## Task
Scan the listing beneath this sentence. Report each line with the word "least".

## Data under study

◇ ◇ ◇

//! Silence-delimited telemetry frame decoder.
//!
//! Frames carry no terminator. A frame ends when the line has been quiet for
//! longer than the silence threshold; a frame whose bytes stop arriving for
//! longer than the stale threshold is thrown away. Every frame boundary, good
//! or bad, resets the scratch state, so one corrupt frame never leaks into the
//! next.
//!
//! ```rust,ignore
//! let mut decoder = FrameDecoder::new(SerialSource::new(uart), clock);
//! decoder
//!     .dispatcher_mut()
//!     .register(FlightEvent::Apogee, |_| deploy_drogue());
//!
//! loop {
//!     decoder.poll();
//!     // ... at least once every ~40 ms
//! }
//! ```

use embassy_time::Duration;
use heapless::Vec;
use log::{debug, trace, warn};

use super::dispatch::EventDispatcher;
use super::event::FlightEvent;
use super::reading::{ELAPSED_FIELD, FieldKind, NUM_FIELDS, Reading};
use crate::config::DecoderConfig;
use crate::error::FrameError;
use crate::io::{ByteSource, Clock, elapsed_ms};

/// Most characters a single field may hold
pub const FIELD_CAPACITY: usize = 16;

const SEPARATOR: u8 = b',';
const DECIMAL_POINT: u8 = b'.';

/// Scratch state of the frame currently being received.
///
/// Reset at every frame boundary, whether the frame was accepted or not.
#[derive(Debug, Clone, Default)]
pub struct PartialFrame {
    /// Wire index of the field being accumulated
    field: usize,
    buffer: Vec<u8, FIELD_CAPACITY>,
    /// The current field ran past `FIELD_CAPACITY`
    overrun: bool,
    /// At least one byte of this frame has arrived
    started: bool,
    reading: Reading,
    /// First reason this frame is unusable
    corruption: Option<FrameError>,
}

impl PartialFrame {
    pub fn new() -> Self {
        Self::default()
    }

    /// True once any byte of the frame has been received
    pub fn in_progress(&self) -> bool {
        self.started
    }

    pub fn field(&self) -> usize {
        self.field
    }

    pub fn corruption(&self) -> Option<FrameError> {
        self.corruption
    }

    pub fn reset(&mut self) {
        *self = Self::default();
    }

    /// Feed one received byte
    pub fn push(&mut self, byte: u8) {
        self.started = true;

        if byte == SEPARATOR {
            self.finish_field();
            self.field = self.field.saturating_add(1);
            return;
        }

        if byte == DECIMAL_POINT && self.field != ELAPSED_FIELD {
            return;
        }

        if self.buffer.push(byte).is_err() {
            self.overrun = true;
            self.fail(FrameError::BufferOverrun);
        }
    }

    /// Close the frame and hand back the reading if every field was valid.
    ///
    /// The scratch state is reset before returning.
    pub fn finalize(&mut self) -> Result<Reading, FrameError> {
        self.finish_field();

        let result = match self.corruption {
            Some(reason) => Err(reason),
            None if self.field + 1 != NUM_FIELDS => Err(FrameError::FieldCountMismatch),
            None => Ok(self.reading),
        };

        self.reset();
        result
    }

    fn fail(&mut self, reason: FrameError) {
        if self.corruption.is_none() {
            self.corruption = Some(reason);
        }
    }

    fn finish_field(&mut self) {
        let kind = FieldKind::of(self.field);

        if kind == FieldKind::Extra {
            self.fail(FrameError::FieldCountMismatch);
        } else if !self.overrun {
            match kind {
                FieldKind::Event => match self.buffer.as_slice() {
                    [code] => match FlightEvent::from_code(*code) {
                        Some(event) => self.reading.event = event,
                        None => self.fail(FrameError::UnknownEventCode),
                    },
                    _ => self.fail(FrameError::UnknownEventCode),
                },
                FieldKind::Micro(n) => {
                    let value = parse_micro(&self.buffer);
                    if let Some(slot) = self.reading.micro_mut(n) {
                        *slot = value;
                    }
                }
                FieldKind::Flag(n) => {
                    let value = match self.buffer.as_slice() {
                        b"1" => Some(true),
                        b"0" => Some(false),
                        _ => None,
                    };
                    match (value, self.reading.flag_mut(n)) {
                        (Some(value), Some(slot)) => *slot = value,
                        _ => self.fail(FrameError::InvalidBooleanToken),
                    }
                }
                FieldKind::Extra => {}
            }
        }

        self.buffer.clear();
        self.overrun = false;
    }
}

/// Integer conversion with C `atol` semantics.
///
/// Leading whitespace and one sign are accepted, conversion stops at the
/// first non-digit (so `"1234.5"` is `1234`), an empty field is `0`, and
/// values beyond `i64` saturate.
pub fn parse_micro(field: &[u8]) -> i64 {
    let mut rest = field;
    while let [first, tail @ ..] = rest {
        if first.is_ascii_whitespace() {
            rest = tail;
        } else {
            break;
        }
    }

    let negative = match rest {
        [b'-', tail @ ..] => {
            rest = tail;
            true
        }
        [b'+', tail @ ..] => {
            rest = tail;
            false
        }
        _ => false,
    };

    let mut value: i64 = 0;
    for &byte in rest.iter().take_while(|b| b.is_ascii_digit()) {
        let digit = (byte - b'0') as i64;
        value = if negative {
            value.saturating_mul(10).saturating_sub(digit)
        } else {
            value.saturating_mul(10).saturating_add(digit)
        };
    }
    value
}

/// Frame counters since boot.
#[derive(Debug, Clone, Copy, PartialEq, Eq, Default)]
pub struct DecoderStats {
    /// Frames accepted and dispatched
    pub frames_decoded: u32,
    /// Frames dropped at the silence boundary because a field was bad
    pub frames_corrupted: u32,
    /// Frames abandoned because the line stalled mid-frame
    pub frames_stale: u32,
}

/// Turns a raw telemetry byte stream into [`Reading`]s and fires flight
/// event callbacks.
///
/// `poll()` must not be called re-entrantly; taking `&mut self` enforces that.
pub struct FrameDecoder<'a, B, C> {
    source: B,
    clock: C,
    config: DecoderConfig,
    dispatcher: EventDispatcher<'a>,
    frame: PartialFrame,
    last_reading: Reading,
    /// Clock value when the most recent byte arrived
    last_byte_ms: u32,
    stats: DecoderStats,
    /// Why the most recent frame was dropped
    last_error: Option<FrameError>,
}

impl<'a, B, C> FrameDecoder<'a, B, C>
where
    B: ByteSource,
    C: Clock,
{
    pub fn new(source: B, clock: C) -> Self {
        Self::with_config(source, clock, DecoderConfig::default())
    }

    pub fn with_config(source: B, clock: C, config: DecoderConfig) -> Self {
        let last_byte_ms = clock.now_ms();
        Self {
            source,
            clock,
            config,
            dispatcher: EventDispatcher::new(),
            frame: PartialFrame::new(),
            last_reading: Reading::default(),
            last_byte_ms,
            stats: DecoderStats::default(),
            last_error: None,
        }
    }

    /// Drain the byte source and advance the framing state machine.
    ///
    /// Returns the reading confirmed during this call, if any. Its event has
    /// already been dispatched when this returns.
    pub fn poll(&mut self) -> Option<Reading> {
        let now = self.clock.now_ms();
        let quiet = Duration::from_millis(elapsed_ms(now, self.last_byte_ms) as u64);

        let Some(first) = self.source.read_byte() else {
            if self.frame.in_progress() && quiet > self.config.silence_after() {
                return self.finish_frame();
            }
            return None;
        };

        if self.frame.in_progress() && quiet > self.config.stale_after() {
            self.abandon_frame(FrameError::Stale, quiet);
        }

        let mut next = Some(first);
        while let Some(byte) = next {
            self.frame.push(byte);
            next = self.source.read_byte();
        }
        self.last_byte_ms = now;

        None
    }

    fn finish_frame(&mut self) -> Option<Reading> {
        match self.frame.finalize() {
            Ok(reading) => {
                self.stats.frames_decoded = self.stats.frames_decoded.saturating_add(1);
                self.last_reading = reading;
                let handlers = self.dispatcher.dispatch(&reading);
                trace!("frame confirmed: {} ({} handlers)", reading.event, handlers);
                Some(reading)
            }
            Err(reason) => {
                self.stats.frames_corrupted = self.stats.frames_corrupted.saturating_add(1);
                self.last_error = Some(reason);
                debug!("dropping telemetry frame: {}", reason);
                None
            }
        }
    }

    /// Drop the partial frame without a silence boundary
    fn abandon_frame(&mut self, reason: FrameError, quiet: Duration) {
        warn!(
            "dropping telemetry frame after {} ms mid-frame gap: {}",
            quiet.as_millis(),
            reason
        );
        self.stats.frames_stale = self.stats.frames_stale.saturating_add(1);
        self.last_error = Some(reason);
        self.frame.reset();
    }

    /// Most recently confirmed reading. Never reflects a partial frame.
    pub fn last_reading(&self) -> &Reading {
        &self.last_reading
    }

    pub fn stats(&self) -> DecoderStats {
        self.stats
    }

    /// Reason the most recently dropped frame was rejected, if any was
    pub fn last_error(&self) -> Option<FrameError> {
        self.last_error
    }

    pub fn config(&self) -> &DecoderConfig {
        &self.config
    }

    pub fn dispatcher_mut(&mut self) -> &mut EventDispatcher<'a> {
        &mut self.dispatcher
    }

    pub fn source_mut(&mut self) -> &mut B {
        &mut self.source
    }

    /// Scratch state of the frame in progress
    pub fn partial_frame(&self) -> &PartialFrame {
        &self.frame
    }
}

◇ ◇ ◇

## Output
//!     // ... at least once every ~40 ms
    /// At least one byte of this frame has arrived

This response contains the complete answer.